**Work task:** Only the lines below between the ones containing "pub fn root(&self)" and "for item in &items[items.len()", inclusive, are to be reproduced, each exactly as it stands.

**Information provided:**
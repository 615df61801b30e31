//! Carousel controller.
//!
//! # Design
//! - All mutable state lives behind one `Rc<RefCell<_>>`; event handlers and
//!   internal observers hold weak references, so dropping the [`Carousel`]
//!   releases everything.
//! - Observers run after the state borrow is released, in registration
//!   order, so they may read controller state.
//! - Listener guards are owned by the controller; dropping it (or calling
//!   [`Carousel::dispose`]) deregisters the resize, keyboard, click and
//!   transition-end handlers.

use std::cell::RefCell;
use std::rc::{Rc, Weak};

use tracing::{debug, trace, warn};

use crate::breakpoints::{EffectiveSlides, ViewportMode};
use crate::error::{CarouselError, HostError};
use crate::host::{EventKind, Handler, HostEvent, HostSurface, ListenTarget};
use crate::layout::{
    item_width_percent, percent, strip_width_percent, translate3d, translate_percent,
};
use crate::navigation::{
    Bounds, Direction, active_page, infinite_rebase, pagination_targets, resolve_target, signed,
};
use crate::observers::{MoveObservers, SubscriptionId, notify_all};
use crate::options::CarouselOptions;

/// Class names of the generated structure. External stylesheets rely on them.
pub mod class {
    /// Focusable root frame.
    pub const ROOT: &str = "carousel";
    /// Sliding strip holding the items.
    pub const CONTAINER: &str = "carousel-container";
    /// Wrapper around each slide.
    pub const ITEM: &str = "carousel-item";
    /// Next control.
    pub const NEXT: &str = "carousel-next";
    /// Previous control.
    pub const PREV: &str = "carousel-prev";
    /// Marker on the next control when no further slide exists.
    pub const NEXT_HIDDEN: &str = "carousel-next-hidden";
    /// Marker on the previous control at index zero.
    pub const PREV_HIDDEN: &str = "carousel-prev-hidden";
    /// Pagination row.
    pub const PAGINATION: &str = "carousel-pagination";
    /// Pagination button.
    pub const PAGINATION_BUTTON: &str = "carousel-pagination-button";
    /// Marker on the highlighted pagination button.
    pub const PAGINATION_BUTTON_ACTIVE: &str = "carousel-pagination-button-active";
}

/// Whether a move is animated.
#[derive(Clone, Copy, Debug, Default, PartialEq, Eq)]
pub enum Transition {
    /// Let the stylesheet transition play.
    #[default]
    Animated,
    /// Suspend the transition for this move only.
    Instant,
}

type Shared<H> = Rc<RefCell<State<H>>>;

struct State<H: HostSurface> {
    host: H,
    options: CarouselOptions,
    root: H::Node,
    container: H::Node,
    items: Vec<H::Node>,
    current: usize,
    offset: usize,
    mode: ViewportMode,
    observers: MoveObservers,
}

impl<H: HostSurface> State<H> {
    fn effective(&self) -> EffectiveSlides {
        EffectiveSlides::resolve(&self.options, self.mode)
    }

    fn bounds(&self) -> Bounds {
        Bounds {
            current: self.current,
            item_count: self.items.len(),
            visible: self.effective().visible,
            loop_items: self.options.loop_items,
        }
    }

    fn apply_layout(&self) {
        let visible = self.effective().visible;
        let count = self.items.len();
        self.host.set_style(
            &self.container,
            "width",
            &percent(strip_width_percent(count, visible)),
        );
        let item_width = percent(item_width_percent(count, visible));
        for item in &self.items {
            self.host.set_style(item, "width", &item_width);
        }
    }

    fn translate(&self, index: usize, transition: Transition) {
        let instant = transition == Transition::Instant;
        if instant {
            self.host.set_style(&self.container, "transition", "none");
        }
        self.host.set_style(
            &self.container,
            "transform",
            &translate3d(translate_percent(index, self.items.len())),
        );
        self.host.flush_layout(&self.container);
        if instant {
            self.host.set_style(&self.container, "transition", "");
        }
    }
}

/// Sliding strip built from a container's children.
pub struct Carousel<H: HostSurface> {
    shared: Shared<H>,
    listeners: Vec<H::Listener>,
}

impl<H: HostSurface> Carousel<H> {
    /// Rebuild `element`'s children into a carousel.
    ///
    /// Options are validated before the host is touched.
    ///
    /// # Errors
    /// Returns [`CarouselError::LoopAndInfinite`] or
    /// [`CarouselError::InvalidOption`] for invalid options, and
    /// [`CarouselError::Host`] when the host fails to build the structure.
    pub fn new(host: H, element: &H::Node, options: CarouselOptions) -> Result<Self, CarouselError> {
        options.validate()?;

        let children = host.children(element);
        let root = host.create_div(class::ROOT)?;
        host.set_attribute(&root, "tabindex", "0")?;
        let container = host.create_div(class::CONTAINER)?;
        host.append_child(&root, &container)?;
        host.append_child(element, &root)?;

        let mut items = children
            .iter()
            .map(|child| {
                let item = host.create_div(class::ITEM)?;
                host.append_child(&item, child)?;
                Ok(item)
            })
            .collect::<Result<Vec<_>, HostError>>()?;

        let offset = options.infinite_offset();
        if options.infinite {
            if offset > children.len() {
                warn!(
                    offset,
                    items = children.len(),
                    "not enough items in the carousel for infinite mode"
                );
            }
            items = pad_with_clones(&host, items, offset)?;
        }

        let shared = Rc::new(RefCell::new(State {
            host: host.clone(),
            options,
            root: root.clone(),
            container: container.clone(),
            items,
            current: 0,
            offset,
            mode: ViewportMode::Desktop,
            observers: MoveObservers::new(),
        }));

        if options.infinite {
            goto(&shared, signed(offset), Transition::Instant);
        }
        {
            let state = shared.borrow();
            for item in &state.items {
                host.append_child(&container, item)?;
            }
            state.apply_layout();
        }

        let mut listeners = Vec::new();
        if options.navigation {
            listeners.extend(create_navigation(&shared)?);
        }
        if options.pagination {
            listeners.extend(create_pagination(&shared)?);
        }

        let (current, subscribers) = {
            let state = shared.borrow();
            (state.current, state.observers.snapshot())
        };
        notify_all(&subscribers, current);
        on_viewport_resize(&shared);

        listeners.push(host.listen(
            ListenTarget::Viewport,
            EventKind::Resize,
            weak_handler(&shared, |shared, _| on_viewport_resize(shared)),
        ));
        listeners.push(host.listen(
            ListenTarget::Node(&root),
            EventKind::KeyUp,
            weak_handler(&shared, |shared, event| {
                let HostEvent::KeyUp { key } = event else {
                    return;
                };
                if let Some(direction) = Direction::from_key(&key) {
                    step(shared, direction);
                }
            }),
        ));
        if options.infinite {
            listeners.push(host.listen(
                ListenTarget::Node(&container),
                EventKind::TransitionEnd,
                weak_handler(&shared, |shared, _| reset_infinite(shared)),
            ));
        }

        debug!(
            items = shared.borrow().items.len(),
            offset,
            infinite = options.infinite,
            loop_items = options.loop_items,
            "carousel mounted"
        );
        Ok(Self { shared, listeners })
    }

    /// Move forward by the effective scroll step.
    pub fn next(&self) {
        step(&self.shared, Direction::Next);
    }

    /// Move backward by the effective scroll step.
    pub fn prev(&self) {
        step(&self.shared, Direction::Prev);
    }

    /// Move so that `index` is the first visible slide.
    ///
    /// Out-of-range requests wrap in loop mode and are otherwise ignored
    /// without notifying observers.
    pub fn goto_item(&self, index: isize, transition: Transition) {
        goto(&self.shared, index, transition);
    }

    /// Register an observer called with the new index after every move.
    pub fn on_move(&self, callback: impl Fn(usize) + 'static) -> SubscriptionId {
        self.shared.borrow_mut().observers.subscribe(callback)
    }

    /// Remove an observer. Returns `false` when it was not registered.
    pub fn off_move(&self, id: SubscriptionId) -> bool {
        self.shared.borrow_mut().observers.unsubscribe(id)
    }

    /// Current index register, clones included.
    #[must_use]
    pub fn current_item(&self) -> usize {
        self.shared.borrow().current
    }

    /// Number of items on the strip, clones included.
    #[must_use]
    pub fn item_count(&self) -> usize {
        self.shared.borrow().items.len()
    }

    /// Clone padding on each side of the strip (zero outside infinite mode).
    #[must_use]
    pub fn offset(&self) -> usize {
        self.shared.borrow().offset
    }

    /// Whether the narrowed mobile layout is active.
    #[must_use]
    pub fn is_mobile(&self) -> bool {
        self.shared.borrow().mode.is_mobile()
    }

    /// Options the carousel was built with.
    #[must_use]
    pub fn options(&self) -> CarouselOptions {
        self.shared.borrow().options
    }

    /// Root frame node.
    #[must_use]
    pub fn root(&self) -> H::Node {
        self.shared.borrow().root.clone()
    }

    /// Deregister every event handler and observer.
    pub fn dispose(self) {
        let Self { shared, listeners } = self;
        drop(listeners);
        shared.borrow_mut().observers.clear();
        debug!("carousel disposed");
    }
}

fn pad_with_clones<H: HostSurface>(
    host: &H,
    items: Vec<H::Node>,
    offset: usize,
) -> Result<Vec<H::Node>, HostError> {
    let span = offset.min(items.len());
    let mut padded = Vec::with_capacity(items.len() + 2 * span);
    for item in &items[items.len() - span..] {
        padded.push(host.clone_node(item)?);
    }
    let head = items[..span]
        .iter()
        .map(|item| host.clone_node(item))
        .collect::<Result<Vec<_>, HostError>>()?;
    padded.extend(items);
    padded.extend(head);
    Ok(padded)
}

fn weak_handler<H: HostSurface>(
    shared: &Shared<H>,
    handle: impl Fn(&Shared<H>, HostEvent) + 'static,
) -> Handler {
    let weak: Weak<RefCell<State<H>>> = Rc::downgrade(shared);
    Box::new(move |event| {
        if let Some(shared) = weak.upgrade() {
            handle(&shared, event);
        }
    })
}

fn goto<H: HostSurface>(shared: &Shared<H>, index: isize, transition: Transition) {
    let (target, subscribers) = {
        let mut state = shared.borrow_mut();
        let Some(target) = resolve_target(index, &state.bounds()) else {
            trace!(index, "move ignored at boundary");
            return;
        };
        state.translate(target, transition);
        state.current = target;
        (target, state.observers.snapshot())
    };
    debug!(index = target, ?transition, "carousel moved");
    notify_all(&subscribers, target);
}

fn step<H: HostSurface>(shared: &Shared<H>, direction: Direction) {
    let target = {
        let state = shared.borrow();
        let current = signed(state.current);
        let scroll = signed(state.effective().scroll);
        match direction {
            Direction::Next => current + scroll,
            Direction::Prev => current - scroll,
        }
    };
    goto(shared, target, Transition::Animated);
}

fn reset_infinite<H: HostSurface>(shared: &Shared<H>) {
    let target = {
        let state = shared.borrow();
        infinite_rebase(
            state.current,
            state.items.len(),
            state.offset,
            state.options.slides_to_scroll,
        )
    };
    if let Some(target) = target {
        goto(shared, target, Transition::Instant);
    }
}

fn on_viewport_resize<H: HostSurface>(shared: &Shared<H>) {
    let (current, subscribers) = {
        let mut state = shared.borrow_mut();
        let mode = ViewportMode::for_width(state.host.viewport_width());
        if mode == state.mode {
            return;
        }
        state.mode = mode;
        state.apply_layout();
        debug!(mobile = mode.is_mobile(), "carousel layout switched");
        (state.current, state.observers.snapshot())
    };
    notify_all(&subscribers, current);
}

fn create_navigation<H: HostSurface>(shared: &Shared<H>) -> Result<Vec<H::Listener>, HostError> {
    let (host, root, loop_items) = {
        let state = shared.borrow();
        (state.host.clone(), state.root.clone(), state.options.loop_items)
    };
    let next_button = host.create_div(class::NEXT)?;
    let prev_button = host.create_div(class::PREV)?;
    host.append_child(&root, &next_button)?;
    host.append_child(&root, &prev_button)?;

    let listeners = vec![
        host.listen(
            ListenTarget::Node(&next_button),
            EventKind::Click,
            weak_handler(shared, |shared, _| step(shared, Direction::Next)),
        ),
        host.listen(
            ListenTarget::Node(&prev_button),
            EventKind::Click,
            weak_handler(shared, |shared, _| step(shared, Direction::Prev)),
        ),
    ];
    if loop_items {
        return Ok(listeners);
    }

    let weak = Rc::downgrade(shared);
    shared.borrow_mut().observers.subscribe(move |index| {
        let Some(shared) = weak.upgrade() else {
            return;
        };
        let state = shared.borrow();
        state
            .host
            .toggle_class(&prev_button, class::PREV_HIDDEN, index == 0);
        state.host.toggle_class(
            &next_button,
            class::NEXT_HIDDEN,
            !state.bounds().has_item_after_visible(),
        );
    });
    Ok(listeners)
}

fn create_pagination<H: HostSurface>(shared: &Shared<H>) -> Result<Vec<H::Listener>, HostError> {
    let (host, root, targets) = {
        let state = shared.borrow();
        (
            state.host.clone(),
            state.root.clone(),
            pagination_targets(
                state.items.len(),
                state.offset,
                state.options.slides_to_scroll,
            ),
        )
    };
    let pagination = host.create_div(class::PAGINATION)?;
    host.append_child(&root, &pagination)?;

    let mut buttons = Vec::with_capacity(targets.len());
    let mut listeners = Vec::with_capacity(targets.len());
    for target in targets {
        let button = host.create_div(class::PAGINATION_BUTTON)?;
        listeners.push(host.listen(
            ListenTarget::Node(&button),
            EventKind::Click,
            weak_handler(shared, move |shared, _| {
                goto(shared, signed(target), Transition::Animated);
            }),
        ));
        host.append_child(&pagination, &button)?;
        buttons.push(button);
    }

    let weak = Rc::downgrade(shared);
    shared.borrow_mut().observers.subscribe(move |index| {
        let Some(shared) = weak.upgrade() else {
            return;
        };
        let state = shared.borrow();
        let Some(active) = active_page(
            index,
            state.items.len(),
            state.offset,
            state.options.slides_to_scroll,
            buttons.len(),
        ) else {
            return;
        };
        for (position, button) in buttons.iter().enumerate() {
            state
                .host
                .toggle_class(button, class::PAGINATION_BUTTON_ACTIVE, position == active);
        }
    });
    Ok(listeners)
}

**Response area:**
    pub fn root(&self) -> H::Node {
        self.shared.borrow().root.clone()
    }

    /// Deregister every event handler and observer.
    pub fn dispose(self) {
        let Self { shared, listeners } = self;
        drop(listeners);
        shared.borrow_mut().observers.clear();
        debug!("carousel disposed");
    }
}

fn pad_with_clones<H: HostSurface>(
    host: &H,
    items: Vec<H::Node>,
    offset: usize,
) -> Result<Vec<H::Node>, HostError> {
    let span = offset.min(items.len());
    let mut padded = Vec::with_capacity(items.len() + 2 * span);
    for item in &items[items.len() - span..] {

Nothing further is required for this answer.